TRP-1反义核酸抑制恶性黑素瘤细胞增殖的体外及体内研究

目的:观察TRP-1反义核酸在体内、外对恶性黑素瘤细胞增殖的抑制作用,探讨黑素瘤治疗的新途径.方法:构建TRP-1反义核酸真核表达载体,将其转染恶性黑素瘤细胞,以测定的MTT结果绘制细胞生长曲线;进行黑素瘤细胞体外克隆形成实验观察,计算各组细胞的克隆形成率;以TRP-1反义核酸转染的黑素瘤细胞及对照组细胞注射裸鼠,观察肿瘤大小及增长速度.结果:从生长曲线可以看出,TRP-1反义核酸转染的黑素瘤细胞增殖速度明显低于对照细胞;体外克隆形成实验结果显示:TRP-1反义核酸转染的黑素瘤细胞克隆形成率为52%,而对照组为68%(P＜0.01);裸鼠成瘤试验表明,转染TRP-1反义核酸的细胞成瘤性显著低于未转染细胞及转染载体对照细胞(P＜0.01).结论:TRP-1反义核酸在体内、外均能明显抑制恶性黑素细胞的增殖,在恶性黑素瘤的治疗中有一定的应用前景.

The Inhibition of Antisense TRP1 in the Proliferation of Malignant Melanoma Cells in vivo and in vitro

Objective: To study the inhibition of antisense TRP1 on cell growth of malignant melanoma(MM) and explore a new way for therapy of melanoma. Methods: Antisense TRP-1 recombinant vector was constructed and transfected into MM cells. According to the results of MTT, cell growth curves were drawn and then clonogenic assay was performed in vitro. At last, tumorigenesis assay was undertaken in nude mice in vivo. Results: Cell proliferations of TRP-1 transfected MM cells were inhibited compared with the control cells.
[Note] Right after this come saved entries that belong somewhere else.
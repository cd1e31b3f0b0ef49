use std::collections::BTreeMap;

pub const DELIMITER: char = ';';

/// Logical columns the reporting and maintenance tooling understands.
/// Snapshots may carry any subset; everything else in the header is ignored.
#[derive(Debug, Clone, Copy, PartialEq, Eq, PartialOrd, Ord, Hash)]
pub enum LogicalColumn {
    Hostname,
    Ip,
    ErrataName,
    ErrataType,
    ErrataDesc,
    ErrataDate,
    ErrataReboot,
    SystemOwner,
    SystemCluster,
    SystemVirt,
    SystemVirtSnapshot,
    SystemVirtVmname,
    SystemMonitoring,
    SystemMonitoringNotes,
    SystemMonitoringName,
    SystemBackup,
    SystemBackupNotes,
    SystemAntivir,
    SystemAntivirNotes,
}

impl LogicalColumn {
    pub const ALL: [LogicalColumn; 19] = [
        LogicalColumn::Hostname,
        LogicalColumn::Ip,
        LogicalColumn::ErrataName,
        LogicalColumn::ErrataType,
        LogicalColumn::ErrataDesc,
        LogicalColumn::ErrataDate,
        LogicalColumn::ErrataReboot,
        LogicalColumn::SystemOwner,
        LogicalColumn::SystemCluster,
        LogicalColumn::SystemVirt,
        LogicalColumn::SystemVirtSnapshot,
        LogicalColumn::SystemVirtVmname,
        LogicalColumn::SystemMonitoring,
        LogicalColumn::SystemMonitoringNotes,
        LogicalColumn::SystemMonitoringName,
        LogicalColumn::SystemBackup,
        LogicalColumn::SystemBackupNotes,
        LogicalColumn::SystemAntivir,
        LogicalColumn::SystemAntivirNotes,
    ];

    pub const fn name(self) -> &'static str {
        match self {
            LogicalColumn::Hostname => "hostname",
            LogicalColumn::Ip => "ip",
            LogicalColumn::ErrataName => "errata_name",
            LogicalColumn::ErrataType => "errata_type",
            LogicalColumn::ErrataDesc => "errata_desc",
            LogicalColumn::ErrataDate => "errata_date",
            LogicalColumn::ErrataReboot => "errata_reboot",
            LogicalColumn::SystemOwner => "system_owner",
            LogicalColumn::SystemCluster => "system_cluster",
            LogicalColumn::SystemVirt => "system_virt",
            LogicalColumn::SystemVirtSnapshot => "system_virt_snapshot",
            LogicalColumn::SystemVirtVmname => "system_virt_vmname",
            LogicalColumn::SystemMonitoring => "system_monitoring",
            LogicalColumn::SystemMonitoringNotes => "system_monitoring_notes",
            LogicalColumn::SystemMonitoringName => "system_monitoring_name",
            LogicalColumn::SystemBackup => "system_backup",
            LogicalColumn::SystemBackupNotes => "system_backup_notes",
            LogicalColumn::SystemAntivir => "system_antivir",
            LogicalColumn::SystemAntivirNotes => "system_antivir_notes",
        }
    }

    pub const fn is_errata(self) -> bool {
        matches!(
            self,
            LogicalColumn::ErrataName
                | LogicalColumn::ErrataType
                | LogicalColumn::ErrataDesc
                | LogicalColumn::ErrataDate
                | LogicalColumn::ErrataReboot
        )
    }

    /// Human-readable label for table headers.
    pub const fn label(self) -> &'static str {
        match self {
            LogicalColumn::ErrataName => "Name",
            LogicalColumn::ErrataType => "Type",
            LogicalColumn::ErrataDesc => "Description",
            LogicalColumn::ErrataDate => "Date",
            LogicalColumn::ErrataReboot => "Reboot required",
            other => other.name(),
        }
    }
}

/// Positional index of each logical column within one snapshot's header.
/// An absent column simply has no entry; dependent features degrade to their
/// neutral state instead of failing.
#[derive(Debug, Clone, Default)]
pub struct Schema {
    index: BTreeMap<LogicalColumn, usize>,
}

impl Schema {
    pub fn resolve(header_line: &str) -> Self {
        let fields: Vec<&str> = header_line
            .trim_end_matches(['\r', '\n'])
            .split(DELIMITER)
            .collect();

        let mut index = BTreeMap::new();
        for col in LogicalColumn::ALL {
            if let Some(pos) = fields.iter().position(|f| *f == col.name()) {
                index.insert(col, pos);
            }
        }
        Self { index }
    }

    pub fn col(&self, col: LogicalColumn) -> Option<usize> {
        self.index.get(&col).copied()
    }

    pub fn has(&self, col: LogicalColumn) -> bool {
        self.index.contains_key(&col)
    }

    /// Field value from a record for a logical column, `None` when the column
    /// is absent from this schema or the record is too short.
    pub fn value<'a>(&self, record: &'a [String], col: LogicalColumn) -> Option<&'a str> {
        let idx = self.col(col)?;
        record.get(idx).map(String::as_str)
    }

    pub fn missing(&self) -> Vec<LogicalColumn> {
        LogicalColumn::ALL
            .into_iter()
            .filter(|c| !self.has(*c))
            .collect()
    }
}

/// Two snapshots are only comparable when their raw header lines match
/// byte for byte.
pub fn headers_compatible(header1: &str, header2: &str) -> bool {
    header1 == header2
}

#[cfg(test)]
mod tests {
    use super::*;

    const HEADER: &str =
        "hostname;ip;errata_name;errata_type;errata_desc;errata_date;errata_reboot;system_monitoring";

    #[test]
    fn resolve_maps_present_columns() {
        let schema = Schema::resolve(HEADER);
        assert_eq!(schema.col(LogicalColumn::Hostname), Some(0));
        assert_eq!(schema.col(LogicalColumn::ErrataReboot), Some(6));
        assert_eq!(schema.col(LogicalColumn::SystemMonitoring), Some(7));
    }

    #[test]
    fn resolve_leaves_absent_columns_unmapped() {
        let schema = Schema::resolve(HEADER);
        assert_eq!(schema.col(LogicalColumn::SystemBackup), None);
        assert!(schema.missing().contains(&LogicalColumn::SystemVirt));
    }

    #[test]
    fn resolve_strips_trailing_newline() {
        let schema = Schema::resolve("hostname;ip\r\n");
        assert_eq!(schema.col(LogicalColumn::Hostname), Some(0));
        assert_eq!(schema.col(LogicalColumn::Ip), Some(1));
    }

    #[test]
    fn value_handles_short_records() {
        let schema = Schema::resolve("hostname;ip");
        let record = vec!["web01".to_string()];
        assert_eq!(schema.value(&record, LogicalColumn::Hostname), Some("web01"));
        assert_eq!(schema.value(&record, LogicalColumn::Ip), None);
    }

    #[test]
    fn errata_columns_are_flagged() {
        assert!(LogicalColumn::ErrataDesc.is_errata());
        assert!(!LogicalColumn::SystemBackup.is_errata());
    }

    #[test]
    fn header_compatibility_is_byte_exact() {
        assert!(headers_compatible("a;b;c", "a;b;c"));
        assert!(!headers_compatible("a;b;c", "a;c;b"));
    }
}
The results of clonogenic assay displayed the difference of clonogenic percentage between TRP-1 transfected MM cells (52% , P <0.01) and the control cells (68% , P <0.01). Tumorigenesis assay in vivo 30 days after implantation showed that the growth of TRP-1 antisense vector transfected MM cells was significantly suppressed. Conclusion: Antisense TRP-1 could inhibit the proliferation of MM cells both in vivo and in vitro. It could be expected that antisense TRP-1 be used in the therapy of MM in the future.